# Child's citizenship



## soFarAway101 (May 9, 2013)

Hello everyone,

I'm writing to ask someone who can help me in my queries. 

My son is 19 months old and a British citizen born in the UK (British father). I want to register his birth in the Philippine Embassy and get him a Philippine passport at the same time (Filipino mother).
Will that make him a dual citizen automatically? :confused2:

Thank you..


----------



## WestCoastCanadianGirl (Mar 17, 2012)

Hi. 

I've moved this to the Philippines branch so that the members there may be able to help you better.

Incidentally, the UK government recognises dual citizenship, so it would be up to the Philippines government as to whether or not _they_ recognise dual as well.

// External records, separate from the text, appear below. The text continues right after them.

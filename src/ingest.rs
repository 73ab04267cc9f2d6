//! Catalog ingestion boundary.
//!
//! The data-cleaning collaborator hands over CSV rows already filtered to
//! the LEO range:
//!
//! `EPOCH,INCLINATION,RA_OF_ASC_NODE,ARG_OF_PERICENTER,MEAN_ANOMALY,ID,SEMIMAJOR_AXIS,OBJECT_TYPE,RCS_SIZE,LAUNCH_TIME`
//!
//! with times in seconds, angles in degrees and the semimajor axis in
//! meters. Degrees become radians here, once; nothing past this point ever
//! converts units again. Out-of-range or non-finite records are rejected
//! with an `InvalidBodyError` so the core never sees them.

use std::io::BufRead;

use crate::{
    body::{BodyId, Elements, ObjectClass, OrbitingBody, SizeClass},
    errors::InvalidBodyError,
    shells::ShellIndex,
    units::{Angle, Length, Timestamp},
};

pub fn bodies_from_csv<R: BufRead>(
    reader: R,
    shells: &ShellIndex,
) -> Result<Vec<OrbitingBody>, InvalidBodyError> {
    let mut bodies = Vec::new();
    for (idx, line) in reader.lines().enumerate() {
        let line_no = idx + 1;
        let line = line.map_err(|e| InvalidBodyError::MalformedRecord {
            line: line_no,
            reason: e.to_string(),
        })?;
        let trimmed = line.trim();
        if trimmed.is_empty() {
            continue;
        }
        // Header row.
        if idx == 0 && trimmed.starts_with("EPOCH") {
            continue;
        }
        bodies.push(parse_record(trimmed, line_no, shells)?);
    }
    Ok(bodies)
}

/// Largest id in the ingested catalog; the id allocator continues above it.
pub fn max_id(bodies: &[OrbitingBody]) -> Option<BodyId> {
    bodies.iter().map(|b| b.id).max()
}

fn parse_record(
    line: &str,
    line_no: usize,
    shells: &ShellIndex,
) -> Result<OrbitingBody, InvalidBodyError> {
    let malformed = |reason: String| InvalidBodyError::MalformedRecord {
        line: line_no,
        reason,
    };

    let fields: Vec<&str> = line.split(',').map(str::trim).collect();
    if fields.len() != 10 {
        return Err(malformed(format!(
            "expected 10 fields, found {}",
            fields.len()
        )));
    }

    let num = |i: usize, name: &str| -> Result<f64, InvalidBodyError> {
        fields[i]
            .parse::<f64>()
            .map_err(|_| malformed(format!("bad value '{}' for {name}", fields[i])))
    };

    let epoch = num(0, "EPOCH")?;
    let inclination = num(1, "INCLINATION")?;
    let ra_of_asc_node = num(2, "RA_OF_ASC_NODE")?;
    let arg_of_pericenter = num(3, "ARG_OF_PERICENTER")?;
    let mean_anomaly = num(4, "MEAN_ANOMALY")?;
    let id = fields[5]
        .parse::<u64>()
        .map_err(|_| malformed(format!("bad value '{}' for ID", fields[5])))?;
    let semimajor_axis = num(6, "SEMIMAJOR_AXIS")?;

    let object_class = match fields[7] {
        "SATELLITE" | "PAYLOAD" => ObjectClass::Satellite,
        "DEBRIS" | "ROCKET BODY" => ObjectClass::Debris,
        other => return Err(malformed(format!("unknown object type '{other}'"))),
    };
    let size_class = match fields[8] {
        "SMALL" => SizeClass::Small,
        "MEDIUM" => SizeClass::Medium,
        "LARGE" => SizeClass::Large,
        other => return Err(malformed(format!("unknown size class '{other}'"))),
    };
    let launch_time = num(9, "LAUNCH_TIME")?;

    OrbitingBody::new(
        BodyId::new(id),
        Elements {
            epoch: Timestamp::from_secs(epoch),
            semimajor_axis: Length::from_meters(semimajor_axis),
            // The one and only degrees-to-radians conversion.
            inclination: Angle::from_degrees(inclination),
            ra_of_ascending_node: Angle::from_degrees(ra_of_asc_node),
            argument_of_pericenter: Angle::from_degrees(arg_of_pericenter),
            mean_anomaly: Angle::from_degrees(mean_anomaly),
        },
        object_class,
        size_class,
        Timestamp::from_secs(launch_time),
        shells,
    )
}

Again, the members on this branch would be more familiar with Filipino law in this regard than the people over on the UK branch.


----------



## UltraFJ40 (May 20, 2014)

soFarAway101 said:


> Hello everyone,
> 
> I'm writing to ask someone who can help me in my queries.
> 
> ...


While we live in the US, I believe that to be the case. My wife recently applied for our children (15 & 9) to receive their dual citizenship papers through an outreach program though the Philippines Consulate here in the States.

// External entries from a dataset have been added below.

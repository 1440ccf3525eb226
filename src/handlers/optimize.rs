//! Handler for the `optimize` command.

use std::path::PathBuf;

use crate::cli::OutputFormat;
use crate::engine::context::RuleContext;
use crate::error::Result;
use crate::facade::optimize_costs;
use crate::handlers::utils::{emit_report, load_snapshot};

pub fn handle_optimize(
    snapshot_path: PathBuf,
    format: OutputFormat,
    output: Option<PathBuf>,
    ctx: &RuleContext,
) -> Result<()> {
    let snapshot = load_snapshot(&snapshot_path)?;
    let report = optimize_costs(&snapshot, ctx)?;
    emit_report("Cost Optimization", &report, format, output.as_ref())
}
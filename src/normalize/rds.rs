//! RDS instance shapes. Field names here do not follow a uniform case
//! convention upstream (`DBInstanceIdentifier` vs `PubliclyAccessible`),
//! so renames are explicit.

use serde::Deserialize;

use super::{RawTag, tags_to_map};
use crate::engine::context::RuleContext;
use crate::engine::descriptor::{ResourceDescriptor, ResourceType};
use crate::engine::types::round_cost;

#[derive(Debug, Clone, Deserialize)]
pub struct RawDbInstance {
    #[serde(rename = "DBInstanceIdentifier")]
    pub db_instance_identifier: String,
    #[serde(rename = "DBInstanceClass", default)]
    pub db_instance_class: Option<String>,
    #[serde(rename = "Engine", default)]
    pub engine: Option<String>,
    #[serde(rename = "PubliclyAccessible", default)]
    pub publicly_accessible: Option<bool>,
    #[serde(rename = "StorageEncrypted", default)]
    pub storage_encrypted: Option<bool>,
    #[serde(rename = "TagList", default)]
    pub tag_list: Vec<RawTag>,
}

pub fn normalize_db_instances(
    instances: &[RawDbInstance],
    ctx: &RuleContext,
) -> Vec<ResourceDescriptor> {
    instances
        .iter()
        .map(|db| {
            let monthly_cost = db
                .db_instance_class
                .as_deref()
                .map(|class| round_cost(ctx.prices.instance_monthly(class)));
            let mut descriptor = ResourceDescriptor::new(
                ResourceType::RdsInstance,
                db.db_instance_identifier.clone(),
            )
            .attr_opt("publicly_accessible", db.publicly_accessible)
            .attr_opt("storage_encrypted", db.storage_encrypted)
            .attr_opt("engine", db.engine.clone())
            .attr_opt("instance_class", db.db_instance_class.clone())
            .attr_opt("monthly_cost", monthly_cost);
            descriptor.tags = tags_to_map(&db.tag_list);
            descriptor
        })
        .collect()
}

The best bet is to contact them. Here is their info.

6-8 Suffolk Street 
London SW1Y 4HG.
Tel: 020 7451 1805 - Fax: 
Nearest Tube: Piccadilly Circus
Street Map of Filipino consulate
Filipino Consulate Opening Hours


**Yes I was bored and had a few extra minutes.


----------



## soFarAway101 (May 9, 2013)

Thank you WestCoastCanadianGirl.. 

UltraFJ40, Thanks for the info. I called them and they told me that if I register his birth and get him a Philippine passport, he is automatically a dual citizen. That's great.


----------



## UltraFJ40 (May 20, 2014)

Good for you. That's a really nice option to have. 

You're welcome.


----------



## Anthony1984 (Jun 20, 2016)

It did for my 2 year old. But this is in the US. I would think it's the same. We got his NSO at the Philippine consulate in New York City, then got his Philippine passport in the Philippine consulate Los Angeles California 1 year later. When we picked up his passport we asked them there at the Philippine consulate how we can get him dual citizenship. They told us he's automatically a dual citizen now.


----------



## simonsays (Feb 11, 2009)

soFarAway101 said:


> Thank you WestCoastCanadianGirl..
> 
> UltraFJ40, Thanks for the info. I called them and they told me that if I register his birth and get him a Philippine passport, he is automatically a dual citizen. That's great.


+1

What they didn't tell you is, since you didn't register within 60 days of birth, there may be a a penalty  

Can't recall if it is 60 or 90 days .. but you will pay a late registration fee.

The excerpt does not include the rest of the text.